::: Records for processing
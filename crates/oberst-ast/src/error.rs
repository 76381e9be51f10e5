//! Diagnostics for the front end.
//!
//! Every problem the front end detects becomes a [`Diagnostic`]: a stable
//! kind code, a severity, a source position, a printable message, and
//! optional notes. Diagnostics are collected by a [`Diagnostics`] list (or
//! any host-provided [`DiagnosticSink`]) and reported in deterministic
//! order: source file, then row, then column, then insertion order.
//!
//! # Design
//!
//! - `Diagnostic` - single finding with location and message
//! - `ErrorKind` - stable kind codes, one per detectable condition
//! - `Severity` - error or warning
//! - `DiagnosticFormatter` - renders diagnostics with source snippets

use crate::foundation::{Loc, SourceMap};
use serde::{Deserialize, Serialize};
use std::fmt;

/// A single finding with source location and message.
#[derive(Debug, Clone, PartialEq, Eq, Serialize, Deserialize)]
pub struct Diagnostic {
    /// Category of this finding
    pub kind: ErrorKind,
    /// Severity level
    pub severity: Severity,
    /// Primary source position
    pub loc: Loc,
    /// Human-readable message
    pub message: String,
    /// Additional notes or hints
    pub notes: Vec<String>,
}

/// Category of a diagnostic, with a stable string code per kind.
///
/// # Invariant
///
/// The discriminant values must match the `ERROR_KIND_CODES` array indices.
#[derive(Debug, Clone, Copy, PartialEq, Eq, Hash, Serialize, Deserialize)]
#[repr(u8)]
pub enum ErrorKind {
    // Parse stage (surfaced from the external parser)
    /// Syntax error reported by the concrete parser
    Parse = 0,

    // Source registry and module graph
    /// A source path was registered twice
    DuplicatePath = 1,
    /// An imported module is neither registered nor preloaded
    ModuleNotFound = 2,
    /// The import graph contains a cycle
    ModuleCycle = 3,
    /// A generic module instantiation recurses into itself
    GenericCycle = 4,
    /// An imported module failed to compile
    ImportBroken = 5,

    // Declarations and name resolution
    /// Two entities with the same name in one scope
    DuplicateName = 6,
    /// An identifier does not resolve to any entity
    UnresolvedIdent = 7,
    /// A qualified entity is not exported by its module
    NotExported = 8,
    /// Write access to an entity exported read-only
    ReadonlyViolation = 9,

    // Type resolution
    /// A type refers to itself outside a pointer or composite position
    IllegalSelfRef = 10,
    /// Pointer target is neither a record nor an array
    PointerBaseIllegal = 11,
    /// Record base does not resolve to a record
    RecordBaseIllegal = 12,
    /// Array length is not a constant integer >= 1
    ArrayLengthError = 13,
    /// Record extension chain exceeds the supported depth
    ExtensionTooDeep = 14,

    // Expression and statement checking
    /// Operand or expression type does not fit the context
    TypeMismatch = 15,
    /// Right side is not assignable to the left side
    AssignIncompatible = 16,
    /// Wrong number of call arguments or indices
    ArityMismatch = 17,
    /// An actual argument does not fit its formal parameter
    ParamIncompatible = 18,
    /// Call target is not of procedure type
    NotCallable = 19,
    /// Index base is not an array
    NotIndexable = 20,
    /// Type guard target is not an extension of the static type
    InvalidGuard = 21,
    /// A range occurs outside a set constructor or case labels
    RangeMisuse = 22,
    /// Case labels overlap or repeat
    CaseLabelOverlap = 23,
    /// EXIT occurs outside a LOOP statement
    ExitOutsideLoop = 24,
    /// FOR step constant is zero
    ForStepZero = 25,
    /// A constant expression is required
    ConstExpected = 26,
    /// Assignment target is not an lvalue
    NotLvalue = 27,

    // Validation
    /// A value-returning procedure may fall off the end
    MissingReturn = 28,
    /// Method override signature differs from the overridden method
    OverrideSignatureMismatch = 29,
    /// Method override narrows the overridden method's visibility
    OverrideVisibilityNarrow = 30,
    /// An import is never used
    UnusedImport = 31,

    // Generic
    /// Internal front-end error
    Internal = 32,
}

/// Stable string codes for error kinds.
///
/// Index matches the `ErrorKind` discriminant.
const ERROR_KIND_CODES: &[&str] = &[
    "parse-error",                 // 0: Parse
    "duplicate-path",              // 1: DuplicatePath
    "module-not-found",            // 2: ModuleNotFound
    "module-cycle",                // 3: ModuleCycle
    "generic-cycle",               // 4: GenericCycle
    "import-broken",               // 5: ImportBroken
    "duplicate-name",              // 6: DuplicateName
    "unresolved-ident",            // 7: UnresolvedIdent
    "not-exported",                // 8: NotExported
    "readonly-violation",          // 9: ReadonlyViolation
    "illegal-self-ref",            // 10: IllegalSelfRef
    "pointer-base-illegal",        // 11: PointerBaseIllegal
    "record-base-illegal",         // 12: RecordBaseIllegal
    "array-length-error",          // 13: ArrayLengthError
    "extension-too-deep",          // 14: ExtensionTooDeep
    "type-mismatch",               // 15: TypeMismatch
    "assign-incompatible",         // 16: AssignIncompatible
    "arity-mismatch",              // 17: ArityMismatch
    "param-incompatible",          // 18: ParamIncompatible
    "not-callable",                // 19: NotCallable
    "not-indexable",               // 20: NotIndexable
    "invalid-guard",               // 21: InvalidGuard
    "range-misuse",                // 22: RangeMisuse
    "case-label-overlap",          // 23: CaseLabelOverlap
    "exit-outside-loop",           // 24: ExitOutsideLoop
    "for-step-zero",               // 25: ForStepZero
    "const-expected",              // 26: ConstExpected
    "not-lvalue",                  // 27: NotLvalue
    "missing-return",              // 28: MissingReturn
    "override-signature-mismatch", // 29: OverrideSignatureMismatch
    "override-visibility-narrow",  // 30: OverrideVisibilityNarrow
    "unused-import",               // 31: UnusedImport
    "internal",                    // 32: Internal
];

/// Diagnostic severity level.
#[derive(Debug, Clone, Copy, PartialEq, Eq, PartialOrd, Ord, Hash, Serialize, Deserialize)]
pub enum Severity {
    /// Code is accepted but suspicious
    Warning,
    /// Compilation of the module failed
    Error,
}

impl Diagnostic {
    /// Create a new error diagnostic.
    pub fn error(kind: ErrorKind, loc: Loc, message: impl Into<String>) -> Self {
        Self::with_severity(kind, Severity::Error, loc, message)
    }

    /// Create a new warning diagnostic.
    pub fn warning(kind: ErrorKind, loc: Loc, message: impl Into<String>) -> Self {
        Self::with_severity(kind, Severity::Warning, loc, message)
    }

    fn with_severity(
        kind: ErrorKind,
        severity: Severity,
        loc: Loc,
        message: impl Into<String>,
    ) -> Self {
        Self {
            kind,
            severity,
            loc,
            message: message.into(),
            notes: Vec::new(),
        }
    }

    /// Add a note or hint. Returns self for chaining.
    pub fn with_note(mut self, note: impl Into<String>) -> Self {
        self.notes.push(note.into());
        self
    }
}

impl ErrorKind {
    /// The stable string code for this kind.
    pub fn code(self) -> &'static str {
        ERROR_KIND_CODES[self as usize]
    }
}

impl fmt::Display for Severity {
    fn fmt(&self, f: &mut fmt::Formatter<'_>) -> fmt::Result {
        match self {
            Severity::Warning => write!(f, "warning"),
            Severity::Error => write!(f, "error"),
        }
    }
}

impl fmt::Display for Diagnostic {
    fn fmt(&self, f: &mut fmt::Formatter<'_>) -> fmt::Result {
        write!(
            f,
            "{}: {}: {}",
            self.severity,
            self.kind.code(),
            self.message
        )
    }
}

impl std::error::Error for Diagnostic {}

/// Receiver for diagnostics, implemented by the host or by [`Diagnostics`].
pub trait DiagnosticSink {
    /// Accept one diagnostic.
    fn report(&mut self, diag: Diagnostic);
}

impl DiagnosticSink for Vec<Diagnostic> {
    fn report(&mut self, diag: Diagnostic) {
        self.push(diag);
    }
}

/// Ordered diagnostic collector.
///
/// Keeps insertion order; [`Diagnostics::sorted`] yields the deterministic
/// reporting order (file, row, column, insertion), relying on a stable sort
/// for the insertion tiebreak.
#[derive(Debug, Default)]
pub struct Diagnostics {
    list: Vec<Diagnostic>,
}

impl Diagnostics {
    /// Create an empty collector.
    pub fn new() -> Self {
        Self::default()
    }

    /// Record an error.
    pub fn error(&mut self, kind: ErrorKind, loc: Loc, message: impl Into<String>) {
        self.list.push(Diagnostic::error(kind, loc, message));
    }

    /// Record a warning.
    pub fn warning(&mut self, kind: ErrorKind, loc: Loc, message: impl Into<String>) {
        self.list.push(Diagnostic::warning(kind, loc, message));
    }

    /// Record a prebuilt diagnostic.
    pub fn push(&mut self, diag: Diagnostic) {
        self.list.push(diag);
    }

    /// Number of error-severity diagnostics recorded so far.
    ///
    /// Passes compare this before and after running over a module to decide
    /// whether the module must be marked broken.
    pub fn error_count(&self) -> usize {
        self.list
            .iter()
            .filter(|d| d.severity == Severity::Error)
            .count()
    }

    /// Whether any error-severity diagnostic was recorded.
    pub fn has_errors(&self) -> bool {
        self.list.iter().any(|d| d.severity == Severity::Error)
    }

    /// Number of recorded diagnostics.
    pub fn len(&self) -> usize {
        self.list.len()
    }

    /// Whether the collector is empty.
    pub fn is_empty(&self) -> bool {
        self.list.is_empty()
    }

    /// The diagnostics in insertion order.
    pub fn iter(&self) -> impl Iterator<Item = &Diagnostic> {
        self.list.iter()
    }

    /// The diagnostics in reporting order: file, row, column, insertion.
    pub fn sorted(&self) -> Vec<Diagnostic> {
        let mut out = self.list.clone();
        out.sort_by_key(|d| (d.loc.file, d.loc.row, d.loc.col));
        out
    }

    /// Drain all diagnostics, in reporting order, into a sink.
    pub fn drain_into(&mut self, sink: &mut dyn DiagnosticSink) {
        for diag in self.sorted() {
            sink.report(diag);
        }
        self.list.clear();
    }

    /// Drop all recorded diagnostics.
    pub fn clear(&mut self) {
        self.list.clear();
    }
}

impl DiagnosticSink for Diagnostics {
    fn report(&mut self, diag: Diagnostic) {
        self.list.push(diag);
    }
}

/// Formats diagnostics with source code context.
///
/// Produces messages with the file path, row/column position, the source
/// line, and a caret marker under the reported column.
pub struct DiagnosticFormatter<'a> {
    sources: &'a SourceMap,
}

impl<'a> DiagnosticFormatter<'a> {
    /// Create a formatter over the given sources.
    pub fn new(sources: &'a SourceMap) -> Self {
        Self { sources }
    }

    /// Format a single diagnostic.
    pub fn format(&self, diag: &Diagnostic) -> String {
        let mut out = String::new();
        out.push_str(&format!(
            "{}: {}: {}\n",
            diag.severity,
            diag.kind.code(),
            diag.message
        ));

        let path = self.sources.file_path(diag.loc.file);
        out.push_str(&format!(
            "  --> {}:{}:{}\n",
            path, diag.loc.row, diag.loc.col
        ));

        if let Some(file) = self.sources.file(diag.loc.file) {
            if let Some(line) = file.line_text(diag.loc.row) {
                out.push_str("   |\n");
                out.push_str(&format!("{:3} | {}\n", diag.loc.row, line));
                let pad = " ".repeat((diag.loc.col as usize).saturating_sub(1));
                out.push_str(&format!("   | {}^\n", pad));
            }
        }

        for note in &diag.notes {
            out.push_str(&format!("   = note: {}\n", note));
        }

        out
    }

    /// Format multiple diagnostics separated by blank lines.
    pub fn format_all(&self, diags: &[Diagnostic]) -> String {
        diags
            .iter()
            .map(|d| self.format(d))
            .collect::<Vec<_>>()
            .join("\n")
    }
}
::::::
§ Instructions to follow
Retype every line of the listing, word for word, from its opening line to the line that holds "optional notes. Diagnostics", and include that last line too.

§ Worked solution
filename crates/oberst-ast/src/error.rs
repository 76381e9be51f10e5
//! Diagnostics for the front end.
//!
//! Every problem the front end detects becomes a [`Diagnostic`]: a stable
//! kind code, a severity, a source position, a printable message, and
//! optional notes. Diagnostics are collected by a [`Diagnostics`] list (or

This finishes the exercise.